Records from a data source
BEGIN

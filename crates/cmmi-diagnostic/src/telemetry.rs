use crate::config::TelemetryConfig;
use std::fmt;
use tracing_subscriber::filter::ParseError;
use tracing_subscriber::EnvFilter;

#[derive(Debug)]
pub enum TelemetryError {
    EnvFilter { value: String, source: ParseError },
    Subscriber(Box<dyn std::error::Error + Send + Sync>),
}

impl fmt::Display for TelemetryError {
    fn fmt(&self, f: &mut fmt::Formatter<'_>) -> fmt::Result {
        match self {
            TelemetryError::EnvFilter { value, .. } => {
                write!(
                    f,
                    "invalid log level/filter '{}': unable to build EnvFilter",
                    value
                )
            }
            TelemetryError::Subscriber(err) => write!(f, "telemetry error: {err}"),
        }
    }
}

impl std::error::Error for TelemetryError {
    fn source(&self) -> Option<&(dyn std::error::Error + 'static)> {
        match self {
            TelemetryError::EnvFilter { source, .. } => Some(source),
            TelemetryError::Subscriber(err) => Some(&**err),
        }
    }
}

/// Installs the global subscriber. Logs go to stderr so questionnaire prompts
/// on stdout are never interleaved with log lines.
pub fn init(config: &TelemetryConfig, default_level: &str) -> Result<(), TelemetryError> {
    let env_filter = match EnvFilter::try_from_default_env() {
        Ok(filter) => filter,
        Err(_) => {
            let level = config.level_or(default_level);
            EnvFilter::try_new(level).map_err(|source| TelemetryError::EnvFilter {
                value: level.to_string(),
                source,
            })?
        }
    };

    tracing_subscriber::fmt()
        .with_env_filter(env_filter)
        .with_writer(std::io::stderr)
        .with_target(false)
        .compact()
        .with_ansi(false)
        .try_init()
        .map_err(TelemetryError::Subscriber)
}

END

* _WORK ITEM_: Character for character, reproduce all of the lines above.

* _RESULT OF THIS EXERCISE_:
filename crates/cmmi-diagnostic/src/telemetry.rs
use crate::config::TelemetryConfig;
use std::fmt;
use tracing_subscriber::filter::ParseError;
use tracing_subscriber::EnvFilter;

#[derive(Debug)]
pub enum TelemetryError {
    EnvFilter { value: String, source: ParseError },
    Subscriber(Box<dyn std::error::Error + Send + Sync>),
}

impl fmt::Display for TelemetryError {
    fn fmt(&self, f: &mut fmt::Formatter<'_>) -> fmt::Result {
        match self {
            TelemetryError::EnvFilter { value, .. } => {
                write!(
                    f,
                    "invalid log level/filter '{}': unable to build EnvFilter",
                    value
                )
            }
            TelemetryError::Subscriber(err) => write!(f, "telemetry error: {err}"),
        }
    }
}

impl std::error::Error for TelemetryError {
    fn source(&self) -> Option<&(dyn std::error::Error + 'static)> {
        match self {
            TelemetryError::EnvFilter { source, .. } => Some(source),
            TelemetryError::Subscriber(err) => Some(&**err),
        }
    }
}

/// Installs the global subscriber. Logs go to stderr so questionnaire prompts
/// on stdout are never interleaved with log lines.
pub fn init(config: &TelemetryConfig, default_level: &str) -> Result<(), TelemetryError> {
    let env_filter = match EnvFilter::try_from_default_env() {
        Ok(filter) => filter,
        Err(_) => {
            let level = config.level_or(default_level);
            EnvFilter::try_new(level).map_err(|source| TelemetryError::EnvFilter {
                value: level.to_string(),
                source,
            })?
        }
    };

    tracing_subscriber::fmt()
        .with_env_filter(env_filter)
        .with_writer(std::io::stderr)
        .with_target(false)
        .compact()
        .with_ansi(false)
        .try_init()
        .map_err(TelemetryError::Subscriber)
}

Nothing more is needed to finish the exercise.